It seems PlayStation and Google are united in their resistance to Microsoft’s Activision Blizzard acquisition plans.
Last month, Sony Interactive Entertainment CEO and PlayStation boss Jim Ryan reportedly flew to the EU headquarters in Brussels to voice his concerns to regulators. Ryan has publicly expressed his displeasure about the $68.7 billion deal multiple times, focusing on Microsoft’s alleged attempt to undermine Call of Duty’s future on PlayStation consoles.
When the UK’s Competition and Markets Authority recently announced its intention to conduct a second-phase investigation into the deal, Sony made a point of declaring its approval:
By giving Microsoft control of Activision games like Call of Duty, this deal would have major negative implications for gamers and the future of the gaming industry,” it claimed.
“We want to guarantee PlayStation gamers continue to have the highest quality gaming experience, and we appreciate the CMA’s focus on protecting gamers.
Meanwhile, Microsoft is also facing opposition from a different market sector. Google has also reportedly spoken to EU regulators about the acquisition, and has also had multiple interactions with Brazilian antitrust body CADE in this regard.

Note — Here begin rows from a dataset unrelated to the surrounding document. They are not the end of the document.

//! Transaction receipts of the remote chain.
//!
//! A block's `transaction_mroot` is the Merkle root over the digests of its
//! transaction receipts, so these digests are the leaves an inclusion proof
//! starts from.

use crate::codec::{CodecError, Pack, Reader, Unpack};
use crate::types::primitives::*;
use serde::{Deserialize, Serialize};
use sha2::{Digest as _, Sha256};

#[derive(Clone, Copy, Debug, Default, PartialEq, Eq, Serialize, Deserialize)]
#[serde(rename_all = "snake_case")]
#[repr(u8)]
pub enum CompressionType {
    #[default]
    None = 0,
    Zlib = 1,
}

/// A transaction as it is carried inside a block, still in packed form.
#[derive(Clone, Debug, Default, PartialEq, Eq, Serialize, Deserialize)]
pub struct PackedTransaction {
    pub signatures: Vec<Signature>,
    pub compression: CompressionType,
    #[serde(with = "hex_bytes")]
    pub packed_context_free_data: Vec<u8>,
    #[serde(with = "hex_bytes")]
    pub packed_trx: Vec<u8>,
}

impl PackedTransaction {
    /// Digest committed to by the receipt: the prunable parts (signatures and
    /// context-free data) only enter through their own digest.
    pub fn packed_digest(&self) -> Digest {
        let mut prunable = Vec::new();
        self.signatures.pack(&mut prunable);
        self.packed_context_free_data.pack(&mut prunable);
        let prunable_digest: Digest = Sha256::digest(&prunable).into();

        let mut out = Vec::with_capacity(1 + 5 + self.packed_trx.len() + 32);
        self.compression.pack(&mut out);
        self.packed_trx.pack(&mut out);
        prunable_digest.pack(&mut out);
        Sha256::digest(&out).into()
    }

    /// Transaction id: SHA256 of the packed transaction body.
    pub fn id(&self) -> Digest {
        Sha256::digest(&self.packed_trx).into()
    }
}

#[derive(Clone, Copy, Debug, Default, PartialEq, Eq, Serialize, Deserialize)]
#[serde(rename_all = "snake_case")]
#[repr(u8)]
pub enum TransactionStatus {
    #[default]
    Executed = 0,
    SoftFail = 1,
    HardFail = 2,
    Delayed = 3,
    Expired = 4,
}

/// The receipt's transaction: either only its id (deferred transactions) or
/// the full packed transaction.
#[derive(Clone, Debug, PartialEq, Eq, Serialize, Deserialize)]
#[serde(rename_all = "snake_case")]
pub enum ReceiptTransaction {
    Id(#[serde(with = "hex_digest")] Digest),
    Packed(PackedTransaction),
}

#[derive(Clone, Debug, PartialEq, Eq, Serialize, Deserialize)]
pub struct TransactionReceipt {
    pub status: TransactionStatus,
    pub cpu_usage_us: u32,
    /// Packed as a varuint32.
    pub net_usage_words: u32,
    pub trx: ReceiptTransaction,
}

impl TransactionReceipt {
    /// Leaf digest of this receipt in the block's transaction Merkle tree.
    pub fn digest(&self) -> Digest {
        let mut out = Vec::new();
        self.status.pack(&mut out);
        self.cpu_usage_us.pack(&mut out);
        crate::codec::pack_varuint32(self.net_usage_words, &mut out);
        match &self.trx {
            ReceiptTransaction::Id(id) => id.pack(&mut out),
            ReceiptTransaction::Packed(trx) => trx.packed_digest().pack(&mut out),
        }
        Sha256::digest(&out).into()
    }

    pub fn trx_id(&self) -> Digest {
        match &self.trx {
            ReceiptTransaction::Id(id) => *id,
            ReceiptTransaction::Packed(trx) => trx.id(),
        }
    }
}

// --- Canonical encoding ---

impl Pack for CompressionType {
    fn pack(&self, out: &mut Vec<u8>) {
        out.push(*self as u8);
    }
}

impl Unpack for CompressionType {
    fn unpack(reader: &mut Reader<'_>) -> Result<Self, CodecError> {
        match reader.read_u8()? {
            0 => Ok(CompressionType::None),
            1 => Ok(CompressionType::Zlib),
            tag => Err(CodecError::UnknownVariant {
                what: "compression type",
                tag: u32::from(tag),
            }),
        }
    }
}

impl Pack for TransactionStatus {
    fn pack(&self, out: &mut Vec<u8>) {
        out.push(*self as u8);
    }
}

impl Unpack for TransactionStatus {
    fn unpack(reader: &mut Reader<'_>) -> Result<Self, CodecError> {
        match reader.read_u8()? {
            0 => Ok(TransactionStatus::Executed),
            1 => Ok(TransactionStatus::SoftFail),
            2 => Ok(TransactionStatus::HardFail),
            3 => Ok(TransactionStatus::Delayed),
            4 => Ok(TransactionStatus::Expired),
            tag => Err(CodecError::UnknownVariant {
                what: "transaction status",
                tag: u32::from(tag),
            }),
        }
    }
}

impl Pack for PackedTransaction {
    fn pack(&self, out: &mut Vec<u8>) {
        self.signatures.pack(out);
        self.compression.pack(out);
        self.packed_context_free_data.pack(out);
        self.packed_trx.pack(out);
    }
}

impl Unpack for PackedTransaction {
    fn unpack(reader: &mut Reader<'_>) -> Result<Self, CodecError> {
        Ok(Self {
            signatures: Vec::unpack(reader)?,
            compression: CompressionType::unpack(reader)?,
            packed_context_free_data: Vec::unpack(reader)?,
            packed_trx: Vec::unpack(reader)?,
        })
    }
}

impl Pack for TransactionReceipt {
    fn pack(&self, out: &mut Vec<u8>) {
        self.status.pack(out);
        self.cpu_usage_us.pack(out);
        crate::codec::pack_varuint32(self.net_usage_words, out);
        match &self.trx {
            ReceiptTransaction::Id(id) => {
                crate::codec::pack_varuint32(0, out);
                id.pack(out);
            }
            ReceiptTransaction::Packed(trx) => {
                crate::codec::pack_varuint32(1, out);
                trx.pack(out);
            }
        }
    }
}

impl Unpack for TransactionReceipt {
    fn unpack(reader: &mut Reader<'_>) -> Result<Self, CodecError> {
        let status = TransactionStatus::unpack(reader)?;
        let cpu_usage_us = u32::unpack(reader)?;
        let net_usage_words = reader.read_varuint32()?;
        let trx = match reader.read_varuint32()? {
            0 => ReceiptTransaction::Id(<[u8; 32]>::unpack(reader)?),
            1 => ReceiptTransaction::Packed(PackedTransaction::unpack(reader)?),
            tag => {
                return Err(CodecError::UnknownVariant {
                    what: "receipt transaction",
                    tag,
                })
            }
        };
        Ok(Self {
            status,
            cpu_usage_us,
            net_usage_words,
            trx,
        })
    }
}

/// Leaf digests of a block's receipts, in block order.
pub fn receipt_digests(receipts: &[TransactionReceipt]) -> Vec<Digest> {
    receipts.iter().map(TransactionReceipt::digest).collect()
}

/// Digest of a receipt given in packed form.
pub fn packed_receipt_digest(bytes: &[u8]) -> Result<Digest, CodecError> {
    let receipt: TransactionReceipt = crate::codec::unpack(bytes)?;
    Ok(receipt.digest())
}
//! Entity contracts
//!
//! A `Contract` is the declarative description of which verbs an entity
//! exposes. Compiling it runs every check once, at registration, so that a
//! broken declaration is never discovered on a live call.

use crate::errors::ConfigurationError;
use crate::kwargs::KwargsValidator;
use crate::params::{ParameterSet, Verb};
use crate::restriction::Restrictions;
use crate::traits::capabilities::{Creatable, Deletable, Loadable, Paginated, Savable, Scrollable};
use crate::traits::entity::Entity;
use crate::validation::ValidatedIdentifier;
use serde_json::Value;
use std::collections::HashMap;
use std::fmt;
use std::marker::PhantomData;

/// Name of the limit parameter required by cursor pagination
pub const LIMIT_KEY: &str = "limit";

#[derive(Debug, Clone, Copy, PartialEq, Eq)]
pub enum PaginationType {
    /// page / page_size / total
    Pagination,
    /// after / has_more
    InfiniteScroll,
}

impl PaginationType {
    /// Field used as the resume token by `yield_all`
    pub fn cursor_key(&self) -> &'static str {
        match self {
            PaginationType::Pagination => "page",
            PaginationType::InfiniteScroll => "after",
        }
    }
}

/// How `list` paginates for one entity type
pub enum PaginationStrategy<T> {
    Offset,
    Cursor { to_after: fn(&T) -> Value },
}

impl<T> PaginationStrategy<T> {
    pub fn pagination_type(&self) -> PaginationType {
        match self {
            PaginationStrategy::Offset => PaginationType::Pagination,
            PaginationStrategy::Cursor { .. } => PaginationType::InfiniteScroll,
        }
    }

    pub fn cursor_key(&self) -> &'static str {
        self.pagination_type().cursor_key()
    }
}

impl<T> Clone for PaginationStrategy<T> {
    fn clone(&self) -> Self {
        *self
    }
}

impl<T> Copy for PaginationStrategy<T> {}

impl<T> fmt::Debug for PaginationStrategy<T> {
    fn fmt(&self, f: &mut fmt::Formatter<'_>) -> fmt::Result {
        f.write_str(match self {
            PaginationStrategy::Offset => "Offset",
            PaginationStrategy::Cursor { .. } => "Cursor",
        })
    }
}

/// Declared capabilities of an entity, before validation
///
/// The builder methods are bounded by the capability traits, so a verb can
/// only be declared by a type that implements it.
pub struct Contract<T> {
    declared: Vec<(Verb, ParameterSet)>,
    pagination: Vec<PaginationStrategy<T>>,
    _phantom: PhantomData<T>,
}

impl<T> fmt::Debug for Contract<T> {
    fn fmt(&self, f: &mut fmt::Formatter<'_>) -> fmt::Result {
        f.debug_struct("Contract")
            .field("declared", &self.declared)
            .field("pagination", &self.pagination)
            .finish()
    }
}

impl<T: Entity> Default for Contract<T> {
    fn default() -> Self {
        Self::new()
    }
}

impl<T: Entity> Contract<T> {
    pub fn new() -> Self {
        Self {
            declared: Vec::new(),
            pagination: Vec::new(),
            _phantom: PhantomData,
        }
    }

    fn declare(mut self, verb: Verb, params: ParameterSet) -> Self {
        self.declared.push((verb, params));
        self
    }

    pub fn loadable(self) -> Self
    where
        T: Loadable,
    {
        self.declare(Verb::Load, T::load_params())
    }

    pub fn creatable(self) -> Self
    where
        T: Creatable,
    {
        self.declare(Verb::Create, T::create_params())
    }

    pub fn savable(self) -> Self
    where
        T: Savable,
    {
        self.declare(Verb::Save, T::save_params())
    }

    pub fn deletable(self) -> Self
    where
        T: Deletable,
    {
        self.declare(Verb::Delete, T::delete_params())
    }

    pub fn paginated(mut self) -> Self
    where
        T: Paginated,
    {
        self.pagination.push(PaginationStrategy::Offset);
        self.declare(Verb::List, T::list_params())
    }

    pub fn scrollable(mut self) -> Self
    where
        T: Scrollable,
    {
        self.pagination.push(PaginationStrategy::Cursor {
            to_after: <T as Scrollable>::to_after,
        });
        self.declare(Verb::List, T::list_params())
    }

    /// Run every registration check and freeze the result
    pub fn compile(self) -> Result<CompiledContract<T>, ConfigurationError> {
        let entity = T::NAME;

        ValidatedIdentifier::new(entity).map_err(|e| ConfigurationError::InvalidEntityName {
            entity: entity.to_string(),
            reason: e.to_string(),
        })?;
        ValidatedIdentifier::new(T::DATABASE).map_err(|e| ConfigurationError::InvalidDatabase {
            entity: entity.to_string(),
            reason: e.to_string(),
        })?;

        let restrictions = T::restrictions();
        let extra_restrictions = T::extra_restrictions();
        for (field, restriction) in extra_restrictions.iter() {
            restriction
                .check()
                .map_err(|source| ConfigurationError::MalformedRestriction {
                    entity: entity.to_string(),
                    field: field.to_string(),
                    source,
                })?;
        }

        if self.pagination.len() > 1 {
            return Err(ConfigurationError::ConflictingPagination {
                entity: entity.to_string(),
            });
        }
        let pagination = self.pagination.first().copied();

        let validator = KwargsValidator::new(entity, &restrictions, &extra_restrictions);
        let mut params = HashMap::new();
        for (verb, set) in self.declared {
            if params.contains_key(&verb) {
                return Err(ConfigurationError::DuplicateVerb {
                    entity: entity.to_string(),
                    verb: verb.to_string(),
                });
            }
            if let Some(parameter) = set.first_duplicate() {
                return Err(ConfigurationError::DuplicateParameter {
                    entity: entity.to_string(),
                    verb: verb.to_string(),
                    parameter: parameter.to_string(),
                });
            }
            if let Some(parameter) = set.iter().find(|name| validator.restriction(name).is_none()) {
                return Err(ConfigurationError::MissingRestriction {
                    entity: entity.to_string(),
                    verb: verb.to_string(),
                    parameter: parameter.clone(),
                });
            }
            params.insert(verb, set);
        }

        if let Some(strategy) = &pagination {
            let list_params = params.get(&Verb::List).ok_or_else(|| ConfigurationError::UndeclaredVerb {
                entity: entity.to_string(),
                verb: Verb::List.to_string(),
            })?;

            if let PaginationStrategy::Cursor { .. } = strategy {
                if validator.restriction(LIMIT_KEY).is_none() {
                    return Err(ConfigurationError::MissingLimit {
                        entity: entity.to_string(),
                        what: "restriction".to_string(),
                    });
                }
                if !list_params.contains(LIMIT_KEY) {
                    return Err(ConfigurationError::MissingLimit {
                        entity: entity.to_string(),
                        what: "parameter in list_params".to_string(),
                    });
                }
            }

            if !list_params.contains(strategy.cursor_key()) {
                return Err(ConfigurationError::MissingCursorParameter {
                    entity: entity.to_string(),
                    cursor_key: strategy.cursor_key().to_string(),
                });
            }
        }

        tracing::debug!(
            "[CONTRACT] {} compiled: {} verb(s), pagination {:?}",
            entity,
            params.len(),
            pagination
        );

        Ok(CompiledContract {
            restrictions,
            extra_restrictions,
            params,
            pagination,
        })
    }
}

/// A contract that passed every registration check
pub struct CompiledContract<T> {
    restrictions: Restrictions,
    extra_restrictions: Restrictions,
    params: HashMap<Verb, ParameterSet>,
    pagination: Option<PaginationStrategy<T>>,
}

impl<T> fmt::Debug for CompiledContract<T> {
    fn fmt(&self, f: &mut fmt::Formatter<'_>) -> fmt::Result {
        f.debug_struct("CompiledContract")
            .field("params", &self.params)
            .field("pagination", &self.pagination)
            .finish()
    }
}

impl<T: Entity> CompiledContract<T> {
    pub fn entity(&self) -> &'static str {
        T::NAME
    }

    pub fn database(&self) -> &'static str {
        T::DATABASE
    }

    pub fn validator(&self) -> KwargsValidator<'_> {
        KwargsValidator::new(T::NAME, &self.restrictions, &self.extra_restrictions)
    }

    pub fn params(&self, verb: Verb) -> Result<&ParameterSet, ConfigurationError> {
        self.params
            .get(&verb)
            .ok_or_else(|| ConfigurationError::UndeclaredVerb {
                entity: T::NAME.to_string(),
                verb: verb.to_string(),
            })
    }

    pub fn declares(&self, verb: Verb) -> bool {
        self.params.contains_key(&verb)
    }

    pub fn pagination(&self) -> Option<PaginationStrategy<T>> {
        self.pagination
    }
}
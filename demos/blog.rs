//! Blog demo
//!
//! Expects a MySQL server with a `blog` database exposing the procedures
//! `Author_load`, `Author_create`, `Author_save`, `Author_delete` and
//! `Article_list_v2`. Connection settings come from `$DBABLE_CONFIG` or
//! `./dbable.toml`.
//!
//! Run with `RUST_LOG=dbable=debug,db_object=debug cargo run --example blog`.

use dbable::prelude::*;
use tracing_subscriber::EnvFilter;

#[derive(Debug, Clone, Default, Serialize, Deserialize, Entity)]
#[entity(database = "blog")]
#[load(id)]
#[create(email, display_name, profile)]
#[save(id, email, display_name, profile)]
#[delete(id)]
pub struct Author {
    pub id: Option<i64>,
    pub email: String,
    pub display_name: String,
    pub profile: Option<serde_json::Value>,
    pub joined_at: Option<chrono::NaiveDateTime>,
}

#[derive(Debug, Clone, Default, Serialize, Deserialize, Entity)]
#[entity(database = "blog", extra = "article_cursor")]
#[scrollable(author_id, after, limit, version = 2, cursor = id)]
pub struct Article {
    pub id: i64,
    pub author_id: i64,
    pub title: String,
    pub tags: Vec<String>,
}

fn article_cursor() -> Restrictions {
    Restrictions::new()
        .field("after", Restriction::int().with_default(0))
        .field("limit", Restriction::int().with_default(25))
}

#[tokio::main]
async fn main() -> Result<(), Box<dyn std::error::Error>> {
    tracing_subscriber::fmt()
        .with_env_filter(EnvFilter::from_default_env())
        .init();

    let mut dbable = DbAble::from_config().await?;
    dbable.health_check().await?;

    let authors = dbable.register_store::<Author>("authors")?;
    let articles = dbable.register_store::<Article>("articles")?;

    let Some(mut author) = authors
        .create(json!({
            "email": "grace@example.com",
            "display_name": "Grace",
            "profile": {"languages": ["COBOL", "FLOW-MATIC"]},
        }))
        .await?
    else {
        println!("Author_create returned no row");
        return Ok(());
    };
    println!("Created author {:?} at {:?}", author.id, author.joined_at);

    author.display_name = "Grace Hopper".to_string();
    authors.save(&mut author).await?;

    let mut count = 0;
    let mut stream = articles.yield_all(json!({"author_id": author.id, "limit": 10}));
    while let Some(article) = stream.try_next().await? {
        count += 1;
        println!("#{} {} {:?}", article.id, article.title, article.tags);
    }
    println!("{} article(s)", count);

    authors.delete(&mut author).await?;
    Ok(())
}
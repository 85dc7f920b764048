use crate::contract::CompiledContract;
use crate::errors::ProcedureError;
use crate::kwargs::Kwargs;
use crate::params::Verb;
use crate::traits::entity::Entity;
use crate::traits::executor::{ProcedureCall, ProcedureExecutor, ResultSets};
use std::sync::Arc;

/// Procedure-backed store for one entity type.
///
/// Built only from a contract that passed every registration check; the
/// verbs available depend on the capabilities `T` implements.
pub struct ProcedureStore<T: Entity> {
    pub(crate) executor: Arc<dyn ProcedureExecutor>,
    pub(crate) contract: Arc<CompiledContract<T>>,
}

impl<T: Entity> Clone for ProcedureStore<T> {
    fn clone(&self) -> Self {
        Self {
            executor: Arc::clone(&self.executor),
            contract: Arc::clone(&self.contract),
        }
    }
}

impl<T: Entity> std::fmt::Debug for ProcedureStore<T> {
    fn fmt(&self, f: &mut std::fmt::Formatter<'_>) -> std::fmt::Result {
        f.debug_struct("ProcedureStore")
            .field("entity", &T::NAME)
            .field("database", &T::DATABASE)
            .field("contract", &self.contract)
            .finish()
    }
}

impl<T: Entity> ProcedureStore<T> {
    /// Compile `T`'s contract and bind it to an executor
    pub fn new(executor: Arc<dyn ProcedureExecutor>) -> Result<Self, ProcedureError> {
        let contract = T::contract().compile()?;
        Ok(Self {
            executor,
            contract: Arc::new(contract),
        })
    }

    pub fn contract(&self) -> &CompiledContract<T> {
        &self.contract
    }

    /// Validate `kwargs` against the verb's parameter set and build the call.
    ///
    /// Runs entirely before I/O.
    pub(crate) fn prepare(&self, verb: Verb, kwargs: &Kwargs) -> Result<ProcedureCall, ProcedureError> {
        let params = self.contract.params(verb)?;
        let args = self.contract.validator().validate(params, kwargs)?;
        Ok(ProcedureCall::new(
            T::DATABASE,
            params.procedure_name(T::NAME, verb),
            args,
        ))
    }

    pub(crate) async fn execute(&self, call: &ProcedureCall) -> Result<ResultSets, ProcedureError> {
        tracing::debug!(
            "[CALL] `{}`.`{}` with {} arg(s), rollback={}",
            call.database,
            call.procedure,
            call.args.len(),
            call.rollback
        );
        let sets = self.executor.execute(call).await?;
        tracing::trace!(
            "[CALL] `{}`.`{}` returned {} result set(s)",
            call.database,
            call.procedure,
            sets.len()
        );
        Ok(sets)
    }

    pub(crate) fn integration_error(&self, call: &ProcedureCall, message: impl Into<String>) -> ProcedureError {
        ProcedureError::integration(T::NAME, &call.procedure, message)
    }
}
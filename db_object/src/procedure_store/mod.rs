pub mod core;
pub mod crud;
pub mod listable;


pub use self::core::ProcedureStore;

It’s unknown what Google stands to gain here, as the legendary Google-Microsoft rivalry has always been limited to the IT and innovation spheres. Google recently announced plans to shut down Stadia in January 2023, thus exiting the gaming market altogether.
The EU has confirmed that it plans to either clear the deal by November 8 or to otherwise launch a more detailed investigation into the matter.
We’ll keep our readers updated with any new developments.